[Provided records Boundary: Start]

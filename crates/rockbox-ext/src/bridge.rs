//! Assembles the domains into one registry and one `rb` namespace.

use std::sync::Arc;

use rockbox_audio::{AudioEngine, EngineConfig, HttpEngine};
use rockbox_library::{DatabaseConfig, Library, LibraryIndex};
use serde_json::Value;

use crate::config::BridgeConfig;
use crate::dispatcher::{CallHandle, Dispatcher};
use crate::domains::browse::{self, BrowseDomain, LibraryRoot};
use crate::domains::playback::{self, PlaybackDomain};
use crate::domains::playlist::{self, PlaylistDomain};
use crate::domains::settings::{self, SettingsDomain, UserSettings};
use crate::domains::sound::{self, SoundDomain};
use crate::domains::system::{self, SystemDomain};
use crate::domains::library;
use crate::error::BridgeError;
use crate::namespace::{Namespace, Projection};
use crate::registry::Registry;
use crate::script::{ScriptGuest, ScriptSession};

/// Everything a script can reach, wired together.
pub struct Bridge {
    config: BridgeConfig,
    projection: Arc<Projection>,
    playback: Arc<PlaybackDomain>,
    playlist: Arc<PlaylistDomain>,
    settings: Arc<SettingsDomain>,
    browse: Arc<BrowseDomain>,
    sound: Arc<SoundDomain>,
    system: Arc<SystemDomain>,
}

impl std::fmt::Debug for Bridge {
    fn fmt(&self, f: &mut std::fmt::Formatter<'_>) -> std::fmt::Result {
        f.debug_struct("Bridge")
            .field("config", &self.config)
            .field("dispatcher", self.projection.dispatcher())
            .finish_non_exhaustive()
    }
}

impl Bridge {
    /// Build the bridge around an engine and a library index.
    ///
    /// Settings and the saved playlist are loaded from `config.data_dir`.
    /// Must be called from within a Tokio runtime.
    pub async fn new(
        config: BridgeConfig,
        engine: Arc<dyn AudioEngine>,
        library: Arc<dyn LibraryIndex>,
    ) -> Result<Self, BridgeError> {
        let root = LibraryRoot::new(&config.library_root);
        let defaults = UserSettings {
            music_dir: root.path().to_string_lossy().into_owned(),
            ..UserSettings::default()
        };

        let settings = Arc::new(SettingsDomain::load(config.settings_file(), defaults, engine.clone()).await?);
        let playlist = Arc::new(PlaylistDomain::new(root.clone(), config.playlist_file(), settings.clone()));
        match playlist.restore().await {
            Ok(true) => tracing::info!(path = %config.playlist_file().display(), "restored saved playlist"),
            Ok(false) => {}
            Err(e) => tracing::warn!("starting with an empty playlist: {e}"),
        }
        let playback = Arc::new(PlaybackDomain::new(engine.clone(), playlist.clone()));
        let browse = Arc::new(BrowseDomain::new(root));
        let sound = Arc::new(SoundDomain::new(settings.clone(), engine));
        let system = Arc::new(SystemDomain::new(
            config.version.clone(),
            playlist.clone(),
            browse.clone(),
            sound.clone(),
        ));

        let registry = Registry::new();
        let mut namespace = Namespace::new();
        namespace.merge(playback::register(&registry, playback.clone())?)?;
        namespace.merge(playlist::register(&registry, playlist.clone(), playback.clone())?)?;
        namespace.merge(library::register(&registry, library)?)?;
        namespace.merge(settings::register(&registry, settings.clone())?)?;
        namespace.merge(system::register(&registry, system.clone())?)?;
        namespace.merge(browse::register(&registry, browse.clone())?)?;
        namespace.merge(sound::register(&registry, sound.clone())?)?;

        let registry = Arc::new(registry);
        let dispatcher = Dispatcher::new(registry.clone());
        let projection = Arc::new(Projection::new(namespace, dispatcher)?);

        tracing::info!(
            operations = registry.len(),
            library = %config.library_root.display(),
            "scripting bridge ready"
        );

        Ok(Self {
            config,
            projection,
            playback,
            playlist,
            settings,
            browse,
            sound,
            system,
        })
    }

    /// Bridge over the HTTP engine and the SQLite library index, both
    /// configured from the environment.
    pub async fn from_env() -> Result<Self, BridgeError> {
        let engine = HttpEngine::new(&EngineConfig::from_env())?;
        let db = rockbox_library::connect(&DatabaseConfig::from_env()).await?;
        rockbox_library::create_schema(&db).await?;
        Self::new(BridgeConfig::from_env(), Arc::new(engine), Arc::new(Library::new(db))).await
    }

    pub fn config(&self) -> &BridgeConfig {
        &self.config
    }

    pub fn projection(&self) -> &Arc<Projection> {
        &self.projection
    }

    pub fn dispatcher(&self) -> &Dispatcher {
        self.projection.dispatcher()
    }

    pub fn playback(&self) -> &Arc<PlaybackDomain> {
        &self.playback
    }

    pub fn playlist(&self) -> &Arc<PlaylistDomain> {
        &self.playlist
    }

    pub fn settings(&self) -> &Arc<SettingsDomain> {
        &self.settings
    }

    pub fn browse(&self) -> &Arc<BrowseDomain> {
        &self.browse
    }

    pub fn sound(&self) -> &Arc<SoundDomain> {
        &self.sound
    }

    pub fn system(&self) -> &Arc<SystemDomain> {
        &self.system
    }

    /// Call a namespace method, e.g. `playback.pause` or `rb.playback.pause`.
    pub fn call(&self, path: &str, args: Vec<Value>) -> CallHandle {
        let path = path.strip_prefix("rb.").unwrap_or(path);
        self.projection.call(path, args)
    }

    /// A session running `guest` against this bridge.
    pub fn session<G: ScriptGuest>(&self, guest: G) -> ScriptSession<G> {
        ScriptSession::new(guest, self.projection.clone(), self.config.max_turns)
    }

    /// Cancel outstanding calls, refuse new ones and save the playlist.
    pub async fn shutdown(&self) {
        self.dispatcher().shutdown();
        if let Err(e) = self.playlist.sync().await {
            tracing::warn!("playlist not saved on shutdown: {e}");
        }
    }
}
//! Sound controls: volume, tone, balance, stereo width, pitch.

use std::sync::atomic::{AtomicBool, AtomicI32, AtomicU64, Ordering};
use std::sync::Arc;
use std::time::{SystemTime, UNIX_EPOCH};

use rockbox_audio::AudioEngine;
use serde::Deserialize;
use serde_json::Value;

use crate::domains::settings::SettingsDomain;
use crate::error::{ErrorKind, OpError, RegistryError};
use crate::marshal::{ArgType, Args, Param, Returns};
use crate::namespace::Namespace;
use crate::registry::{Domain, Operation, Registry};

/// Limits of one adjustable sound setting.
#[derive(Debug, Clone, Copy, PartialEq, Eq)]
pub struct SoundSetting {
    pub name: &'static str,
    pub unit: &'static str,
    pub min: i32,
    pub max: i32,
    pub step: i32,
    pub default: i32,
}

pub const SOUND_SETTINGS: [SoundSetting; 6] = [
    SoundSetting { name: "volume", unit: "dB", min: -80, max: 6, step: 1, default: -25 },
    SoundSetting { name: "balance", unit: "%", min: -100, max: 100, step: 1, default: 0 },
    SoundSetting { name: "bass", unit: "dB", min: -24, max: 24, step: 1, default: 0 },
    SoundSetting { name: "treble", unit: "dB", min: -24, max: 24, step: 1, default: 0 },
    SoundSetting { name: "channel_config", unit: "", min: 0, max: 5, step: 1, default: 0 },
    SoundSetting { name: "stereo_width", unit: "%", min: 0, max: 250, step: 5, default: 100 },
];

pub fn sound_setting(name: &str) -> Option<&'static SoundSetting> {
    SOUND_SETTINGS.iter().find(|s| s.name == name)
}

fn known_setting(name: &str) -> Result<&'static SoundSetting, OpError> {
    sound_setting(name)
        .ok_or_else(|| OpError::argument("setting", format!("unknown sound setting `{name}`")))
}

pub const PITCH_MIN: i32 = 500;
pub const PITCH_MAX: i32 = 2000;
pub const PITCH_DEFAULT: i32 = 1000;

const KEYCLICK_FREQUENCY: u32 = 4000;
const KEYCLICK_DURATION_MS: u32 = 2;
/// Amplitude per keyclick level (1 weak, 2 moderate, 3 strong).
const KEYCLICK_AMPLITUDE: u32 = 2500;

/// Physical value of a setting: dB settings in tenths of a dB, the rest
/// unchanged.
pub fn val2phys(setting: &SoundSetting, value: i32) -> Result<i32, OpError> {
    if value < setting.min || value > setting.max {
        return Err(OpError::argument(
            "value",
            format!("{} must be within {}..={}, got {value}", setting.name, setting.min, setting.max),
        ));
    }
    Ok(match setting.unit {
        "dB" => value * 10,
        _ => value,
    })
}

// ─── Domain ─────────────────────────────────────────────────────────────

pub struct SoundDomain {
    settings: Arc<SettingsDomain>,
    engine: Arc<dyn AudioEngine>,
    pitch: AtomicI32,
    low_latency: AtomicBool,
    /// Seconds since the Unix epoch; 0 until the volume first changes.
    last_volume_change: AtomicU64,
}

impl SoundDomain {
    pub fn new(settings: Arc<SettingsDomain>, engine: Arc<dyn AudioEngine>) -> Self {
        Self {
            settings,
            engine,
            pitch: AtomicI32::new(PITCH_DEFAULT),
            low_latency: AtomicBool::new(false),
            last_volume_change: AtomicU64::new(0),
        }
    }

    pub fn pitch(&self) -> i32 {
        self.pitch.load(Ordering::Acquire)
    }

    pub fn last_volume_change(&self) -> u64 {
        self.last_volume_change.load(Ordering::Acquire)
    }

    fn touch_volume(&self) {
        let now = SystemTime::now()
            .duration_since(UNIX_EPOCH)
            .map(|d| d.as_secs())
            .unwrap_or(0);
        self.last_volume_change.store(now, Ordering::Release);
    }

    pub async fn current(&self, name: &str) -> Result<i32, OpError> {
        known_setting(name)?;
        self.settings
            .snapshot()
            .await
            .sound_value(name)
            .ok_or_else(|| OpError::Internal(format!("sound setting `{name}` has no value")))
    }

    /// Move the volume by `steps`, clamped to its range. Returns the new value.
    pub async fn adjust_volume(&self, steps: i64) -> Result<i32, OpError> {
        let setting = known_setting("volume")?;
        let (before, after) = self
            .settings
            .update_sound(setting.name, |current| {
                i64::from(current)
                    .saturating_add(steps.saturating_mul(i64::from(setting.step)))
                    .clamp(i64::from(setting.min), i64::from(setting.max)) as i32
            })
            .await?;
        if before != after {
            self.touch_volume();
        }
        Ok(after)
    }

    pub async fn set(&self, name: &str, value: i64) -> Result<(), OpError> {
        let setting = known_setting(name)?;
        if value < i64::from(setting.min) || value > i64::from(setting.max) {
            return Err(OpError::argument(
                "value",
                format!("{name} must be within {}..={}, got {value}", setting.min, setting.max),
            ));
        }
        self.settings.store_sound(name, value as i32).await?;
        if name == "volume" {
            self.touch_volume();
        }
        Ok(())
    }

    pub async fn set_pitch(&self, pitch: i32) -> Result<(), OpError> {
        self.engine.set_pitch(pitch).await?;
        self.pitch.store(pitch, Ordering::Release);
        Ok(())
    }

    pub fn low_latency(&self) -> bool {
        self.low_latency.load(Ordering::Acquire)
    }

    pub async fn set_low_latency(&self, enabled: bool) -> Result<(), OpError> {
        self.engine.set_low_latency(enabled).await?;
        self.low_latency.store(enabled, Ordering::Release);
        Ok(())
    }

    pub async fn beep(&self, frequency_hz: u32, duration_ms: u32, amplitude: u32) -> Result<(), OpError> {
        self.engine.beep(frequency_hz, duration_ms, amplitude).await?;
        Ok(())
    }

    /// Play a key click at the configured strength. Returns false when
    /// key clicks are off.
    pub async fn key_click(&self) -> Result<bool, OpError> {
        let level = self.settings.snapshot().await.keyclick;
        if level <= 0 {
            return Ok(false);
        }
        self.beep(KEYCLICK_FREQUENCY, KEYCLICK_DURATION_MS, KEYCLICK_AMPLITUDE * level as u32)
            .await?;
        Ok(true)
    }
}

#[derive(Deserialize)]
struct SettingArgs {
    setting: String,
}

#[derive(Deserialize)]
struct SetArgs {
    setting: String,
    value: i64,
}

fn setting_param() -> Param {
    Param::required("setting", ArgType::non_empty_string())
}

fn register_limit(
    registry: &Registry,
    method: &str,
    limit: fn(&SoundSetting) -> Value,
    returns: Returns,
) -> Result<(), RegistryError> {
    registry.register(
        Operation::inline(Domain::Sound, method, move |args: Args| {
            let SettingArgs { setting } = args.parse()?;
            Ok(limit(known_setting(&setting)?))
        })
        .param(setting_param())
        .returns(returns),
    )
}

/// Register `sound.*` and return its namespace.
pub fn register(registry: &Registry, sound: Arc<SoundDomain>) -> Result<Namespace, RegistryError> {
    let domain = sound.clone();
    registry.register(
        Operation::task(Domain::Sound, "adjustVolume", move |args: Args| {
            let sound = domain.clone();
            async move {
                #[derive(Deserialize)]
                struct AdjustArgs {
                    steps: i64,
                }
                let AdjustArgs { steps } = args.parse()?;
                Ok(Value::from(sound.adjust_volume(steps).await?))
            }
        })
        .param(Param::required("steps", ArgType::int()))
        .returns(Returns::Int)
        .fails(&[ErrorKind::StorageError]),
    )?;

    let domain = sound.clone();
    registry.register(
        Operation::task(Domain::Sound, "soundSet", move |args: Args| {
            let sound = domain.clone();
            async move {
                let SetArgs { setting, value } = args.parse()?;
                sound.set(&setting, value).await?;
                Ok(Value::Null)
            }
        })
        .param(setting_param())
        .param(Param::required("value", ArgType::int()))
        .fails(&[ErrorKind::StorageError]),
    )?;

    let domain = sound.clone();
    registry.register(
        Operation::task(Domain::Sound, "soundCurrent", move |args: Args| {
            let sound = domain.clone();
            async move {
                let SettingArgs { setting } = args.parse()?;
                Ok(Value::from(sound.current(&setting).await?))
            }
        })
        .param(setting_param())
        .returns(Returns::Int),
    )?;

    register_limit(registry, "soundDefault", |s| Value::from(s.default), Returns::Int)?;
    register_limit(registry, "soundMin", |s| Value::from(s.min), Returns::Int)?;
    register_limit(registry, "soundMax", |s| Value::from(s.max), Returns::Int)?;
    register_limit(registry, "soundUnit", |s| Value::from(s.unit), Returns::Str)?;

    let domain = sound.clone();
    registry.register(
        Operation::inline(Domain::Sound, "getPitch", move |_| Ok(Value::from(domain.pitch())))
            .returns(Returns::Int),
    )?;

    registry.register(
        Operation::inline(Domain::Sound, "soundVal2Phys", |args: Args| {
            let SetArgs { setting, value } = args.parse()?;
            let value = i32::try_from(value)
                .map_err(|_| OpError::argument("value", format!("{value} is out of range")))?;
            Ok(Value::from(val2phys(known_setting(&setting)?, value)?))
        })
        .param(setting_param())
        .param(Param::required("value", ArgType::int()))
        .returns(Returns::Int),
    )?;

    let domain = sound.clone();
    registry.register(
        Operation::inline(Domain::Sound, "pcmGetLowLatency", move |_| {
            Ok(Value::from(domain.low_latency()))
        })
        .returns(Returns::Bool),
    )?;

    let domain = sound.clone();
    registry.register(
        Operation::task(Domain::Sound, "pcmSetLowLatency", move |args: Args| {
            let sound = domain.clone();
            async move {
                #[derive(Deserialize)]
                struct LatencyArgs {
                    enabled: bool,
                }
                let LatencyArgs { enabled } = args.parse()?;
                sound.set_low_latency(enabled).await?;
                Ok(Value::Null)
            }
        })
        .param(Param::required("enabled", ArgType::Bool)),
    )?;

    let domain = sound.clone();
    registry.register(
        Operation::task(Domain::Sound, "beepPlay", move |args: Args| {
            let sound = domain.clone();
            async move {
                #[derive(Deserialize)]
                struct BeepArgs {
                    frequency: u32,
                    duration: u32,
                    amplitude: u32,
                }
                let BeepArgs { frequency, duration, amplitude } = args.parse()?;
                sound.beep(frequency, duration, amplitude).await?;
                Ok(Value::Null)
            }
        })
        .param(Param::required("frequency", ArgType::int_range(20, 20_000)))
        .param(Param::required("duration", ArgType::int_range(1, 10_000)))
        .param(Param::required("amplitude", ArgType::int_range(0, 32_767))),
    )?;

    let domain = sound.clone();
    registry.register(
        Operation::task(Domain::Sound, "keyClickClick", move |_| {
            let sound = domain.clone();
            async move { Ok(Value::from(sound.key_click().await?)) }
        })
        .returns(Returns::Bool),
    )?;

    let domain = sound;
    registry.register(
        Operation::task(Domain::Sound, "setPitch", move |args: Args| {
            let sound = domain.clone();
            async move {
                #[derive(Deserialize)]
                struct PitchArgs {
                    pitch: i32,
                }
                let PitchArgs { pitch } = args.parse()?;
                sound.set_pitch(pitch).await?;
                Ok(Value::Null)
            }
        })
        .param(Param::required(
            "pitch",
            ArgType::int_range(i64::from(PITCH_MIN), i64::from(PITCH_MAX)),
        )),
    )?;

    let mut namespace = Namespace::new();
    for method in [
        "adjustVolume",
        "soundSet",
        "soundCurrent",
        "soundDefault",
        "soundMin",
        "soundMax",
        "soundUnit",
        "soundVal2Phys",
        "getPitch",
        "setPitch",
        "beepPlay",
        "pcmGetLowLatency",
        "pcmSetLowLatency",
        "keyClickClick",
    ] {
        namespace = namespace.method(method, &format!("sound.{method}"));
    }
    Ok(namespace.under("sound"))
}

// ─── Tests ──────────────────────────────────────────────────────────────
use sea_orm::entity::prelude::*;
use serde::{Deserialize, Serialize};

#[derive(Clone, Debug, PartialEq, Eq, DeriveEntityModel, Serialize, Deserialize)]
#[sea_orm(table_name = "artist")]
pub struct Model {
    #[sea_orm(primary_key, auto_increment = false)]
    pub id: String,
    pub name: String,
    #[sea_orm(column_type = "Text", nullable)]
    pub bio: Option<String>,
    pub image: Option<String>,
}

#[derive(Copy, Clone, Debug, EnumIter, DeriveRelation)]
pub enum Relation {
    #[sea_orm(has_many = "super::album::Entity")]
    Album,
    #[sea_orm(has_many = "super::track::Entity")]
    Track,
}

impl Related<super::album::Entity> for Entity {
    fn to() -> RelationDef {
        Relation::Album.def()
    }
}

impl Related<super::track::Entity> for Entity {
    fn to() -> RelationDef {
        Relation::Track.def()
    }
}

impl ActiveModelBehavior for ActiveModel {}
//! Op dispatcher: routes calls to handlers and settles their completions.
//!
//! Every domain owns one lane, a FIFO worker task fed by an unbounded
//! channel, so calls to the same domain run one at a time in dispatch order
//! while different domains proceed concurrently. Calls in flight live in the
//! pending table until they settle; settling removes the entry first, which
//! is what makes completion happen exactly once.

use std::collections::HashMap;
use std::future::Future;
use std::panic::AssertUnwindSafe;
use std::pin::Pin;
use std::sync::atomic::{AtomicBool, AtomicUsize, Ordering};
use std::sync::{Arc, Mutex};
use std::task::{Context, Poll};
use std::time::Instant;

use serde_json::Value;
use tokio::sync::{mpsc, oneshot};
use uuid::Uuid;

use crate::error::OpError;
use crate::marshal::{self, Args};
use crate::registry::{Domain, Handler, Operation, Registry};

type Completion = oneshot::Sender<Result<Value, OpError>>;

// ─── Call handle ────────────────────────────────────────────────────────

/// The script-side end of one call. Resolves once the call settles.
#[derive(Debug)]
pub struct CallHandle {
    id: Uuid,
    rx: oneshot::Receiver<Result<Value, OpError>>,
}

impl CallHandle {
    /// Token identifying the call, usable with `Dispatcher::cancel`.
    pub fn id(&self) -> Uuid {
        self.id
    }

    /// A handle that is already settled with `result`.
    pub(crate) fn settled(result: Result<Value, OpError>) -> Self {
        let (tx, rx) = oneshot::channel();
        let _ = tx.send(result);
        Self {
            id: Uuid::new_v4(),
            rx,
        }
    }
}

impl Future for CallHandle {
    type Output = Result<Value, OpError>;

    fn poll(mut self: Pin<&mut Self>, cx: &mut Context<'_>) -> Poll<Self::Output> {
        Pin::new(&mut self.rx)
            .poll(cx)
            .map(|r| r.unwrap_or(Err(OpError::Cancelled)))
    }
}

// ─── Pending table ──────────────────────────────────────────────────────

struct PendingCall {
    op: String,
    /// Raw script arguments, kept for diagnostics.
    args: Vec<Value>,
    started: Instant,
    completion: Completion,
}

#[derive(Default)]
struct PendingTable {
    calls: Mutex<HashMap<Uuid, PendingCall>>,
}

impl PendingTable {
    fn lock(&self) -> std::sync::MutexGuard<'_, HashMap<Uuid, PendingCall>> {
        self.calls.lock().unwrap_or_else(|e| e.into_inner())
    }

    fn insert(&self, id: Uuid, call: PendingCall) {
        self.lock().insert(id, call);
    }

    fn contains(&self, id: &Uuid) -> bool {
        self.lock().contains_key(id)
    }

    /// Complete a call. Returns `false` when it had already settled.
    fn settle(&self, id: Uuid, result: Result<Value, OpError>) -> bool {
        let Some(call) = self.lock().remove(&id) else {
            return false;
        };
        let elapsed_ms = call.started.elapsed().as_millis() as u64;
        match &result {
            Ok(_) => tracing::debug!(op = %call.op, call_id = %id, elapsed_ms, "call settled"),
            Err(e) => tracing::debug!(
                op = %call.op,
                call_id = %id,
                elapsed_ms,
                kind = %e.kind(),
                "call failed"
            ),
        }
        // The script may have dropped its handle; nothing left to notify.
        let _ = call.completion.send(result);
        true
    }

    fn drain(&self) -> Vec<(Uuid, PendingCall)> {
        self.lock().drain().collect()
    }

    fn len(&self) -> usize {
        self.lock().len()
    }
}

// ─── Lanes ──────────────────────────────────────────────────────────────

struct Job {
    id: Uuid,
    op: Arc<Operation>,
    args: Args,
}

struct Lane {
    tx: mpsc::UnboundedSender<Job>,
    /// Jobs queued or running on this lane.
    depth: Arc<AtomicUsize>,
}

async fn run_lane(
    domain: Domain,
    mut rx: mpsc::UnboundedReceiver<Job>,
    depth: Arc<AtomicUsize>,
    pending: Arc<PendingTable>,
) {
    while let Some(job) = rx.recv().await {
        if pending.contains(&job.id) {
            let result = run_job(&job).await;
            pending.settle(job.id, result);
        } else {
            tracing::debug!(op = %job.op.name, call_id = %job.id, "skipping cancelled call");
        }
        depth.fetch_sub(1, Ordering::AcqRel);
    }
    tracing::debug!(domain = %domain, "lane closed");
}

async fn run_job(job: &Job) -> Result<Value, OpError> {
    let result = match &job.op.handler {
        Handler::Inline(f) => run_inline(f.as_ref(), job.args.clone(), &job.op, job.id),
        Handler::Task(f) => {
            let f = f.clone();
            let args = job.args.clone();
            match tokio::spawn(async move { f(args).await }).await {
                Ok(result) => result,
                Err(e) if e.is_panic() => {
                    tracing::error!(op = %job.op.name, call_id = %job.id, "handler panicked");
                    Err(OpError::Internal(format!("{} failed unexpectedly", job.op.name)))
                }
                Err(_) => Err(OpError::Cancelled),
            }
        }
    };
    finish(&job.op, job.id, result)
}

fn run_inline(
    f: &crate::registry::InlineFn,
    args: Args,
    op: &Operation,
    id: Uuid,
) -> Result<Value, OpError> {
    match std::panic::catch_unwind(AssertUnwindSafe(|| f(args))) {
        Ok(result) => result,
        Err(_) => {
            tracing::error!(op = %op.name, call_id = %id, "handler panicked");
            Err(OpError::Internal(format!("{} failed unexpectedly", op.name)))
        }
    }
}

/// Enforce the declared result type and failure set.
fn finish(op: &Operation, id: Uuid, result: Result<Value, OpError>) -> Result<Value, OpError> {
    match result {
        Ok(value) => marshal::check_return(&op.returns, value).map_err(|reason| {
            tracing::error!(op = %op.name, call_id = %id, "handler returned a bad value: {reason}");
            OpError::Internal(format!("{} returned an unexpected value", op.name))
        }),
        Err(e) if op.declares(e.kind()) => Err(e),
        Err(e) => {
            tracing::error!(
                op = %op.name,
                call_id = %id,
                kind = %e.kind(),
                "undeclared failure: {e}"
            );
            Err(OpError::Internal(format!("{} failed", op.name)))
        }
    }
}

// ─── Dispatcher ─────────────────────────────────────────────────────────

struct Inner {
    registry: Arc<Registry>,
    lanes: HashMap<Domain, Lane>,
    pending: Arc<PendingTable>,
    closed: AtomicBool,
}

/// Routes `dispatch(name, args)` to the registered handler.
///
/// Cloning is cheap; every clone feeds the same lanes.
#[derive(Clone)]
pub struct Dispatcher {
    inner: Arc<Inner>,
}

impl std::fmt::Debug for Dispatcher {
    fn fmt(&self, f: &mut std::fmt::Formatter<'_>) -> std::fmt::Result {
        f.debug_struct("Dispatcher")
            .field("lanes", &self.inner.lanes.len())
            .field("pending", &self.pending_count())
            .finish()
    }
}

impl Dispatcher {
    /// Freeze `registry` and start one lane per domain.
    ///
    /// Must be called from within a Tokio runtime.
    pub fn new(registry: Arc<Registry>) -> Self {
        registry.freeze();
        let pending = Arc::new(PendingTable::default());

        let mut lanes = HashMap::new();
        for domain in registry.domains() {
            let (tx, rx) = mpsc::unbounded_channel();
            let depth = Arc::new(AtomicUsize::new(0));
            tokio::spawn(run_lane(domain, rx, depth.clone(), pending.clone()));
            lanes.insert(domain, Lane { tx, depth });
        }

        Self {
            inner: Arc::new(Inner {
                registry,
                lanes,
                pending,
                closed: AtomicBool::new(false),
            }),
        }
    }

    pub fn registry(&self) -> &Arc<Registry> {
        &self.inner.registry
    }

    /// Start a call. Never blocks; the returned handle resolves on settlement.
    pub fn dispatch(&self, name: &str, raw_args: Vec<Value>) -> CallHandle {
        if self.inner.closed.load(Ordering::Acquire) {
            return CallHandle::settled(Err(OpError::Cancelled));
        }

        let Some(op) = self.inner.registry.resolve(name) else {
            tracing::debug!(op = %name, "unknown operation");
            return CallHandle::settled(Err(OpError::UnknownOperation(name.to_string())));
        };

        let args = match marshal::to_native(&op.params, &raw_args) {
            Ok(args) => args,
            Err(e) => {
                tracing::debug!(op = %name, "rejected arguments: {e}");
                return CallHandle::settled(Err(e));
            }
        };

        let Some(lane) = self.inner.lanes.get(&op.domain) else {
            tracing::error!(op = %name, domain = %op.domain, "no lane for domain");
            return CallHandle::settled(Err(OpError::Internal("no lane for operation".into())));
        };

        let id = Uuid::new_v4();
        let (tx, rx) = oneshot::channel();

        // Inline reads skip the lane when nothing is queued ahead of them.
        if let Handler::Inline(f) = &op.handler {
            if lane.depth.load(Ordering::Acquire) == 0 {
                let result = run_inline(f.as_ref(), args, &op, id);
                let _ = tx.send(finish(&op, id, result));
                return CallHandle { id, rx };
            }
        }

        self.inner.pending.insert(
            id,
            PendingCall {
                op: op.name.clone(),
                args: raw_args,
                started: Instant::now(),
                completion: tx,
            },
        );
        lane.depth.fetch_add(1, Ordering::AcqRel);
        if lane.tx.send(Job { id, op, args }).is_err() {
            lane.depth.fetch_sub(1, Ordering::AcqRel);
            self.inner.pending.settle(id, Err(OpError::Cancelled));
        }

        CallHandle { id, rx }
    }

    /// Dispatch and wait for the result.
    pub async fn call(&self, name: &str, raw_args: Vec<Value>) -> Result<Value, OpError> {
        self.dispatch(name, raw_args).await
    }

    /// Settle an outstanding call with `Cancelled`. A handler already running
    /// finishes, but its result is dropped.
    pub fn cancel(&self, id: Uuid) -> bool {
        self.inner.pending.settle(id, Err(OpError::Cancelled))
    }

    /// Cancel every outstanding call; returns how many were cancelled.
    pub fn cancel_all(&self) -> usize {
        let drained = self.inner.pending.drain();
        let count = drained.len();
        for (id, call) in drained {
            tracing::debug!(op = %call.op, call_id = %id, args = ?call.args, "call cancelled");
            let _ = call.completion.send(Err(OpError::Cancelled));
        }
        count
    }

    /// Cancel everything and refuse further calls.
    pub fn shutdown(&self) {
        self.inner.closed.store(true, Ordering::Release);
        let cancelled = self.cancel_all();
        tracing::info!(cancelled, "dispatcher shut down");
    }

    pub fn is_shut_down(&self) -> bool {
        self.inner.closed.load(Ordering::Acquire)
    }

    /// Calls accepted but not yet settled.
    pub fn pending_count(&self) -> usize {
        self.inner.pending.len()
    }
}

// ─── Tests ──────────────────────────────────────────────────────────────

[Provided records Boundary: End]

◆ **What the exercise asks**:
Across the data, tally the lines containing "BridgeConfig" and give back the number alone.

◆ **Answer section**:
5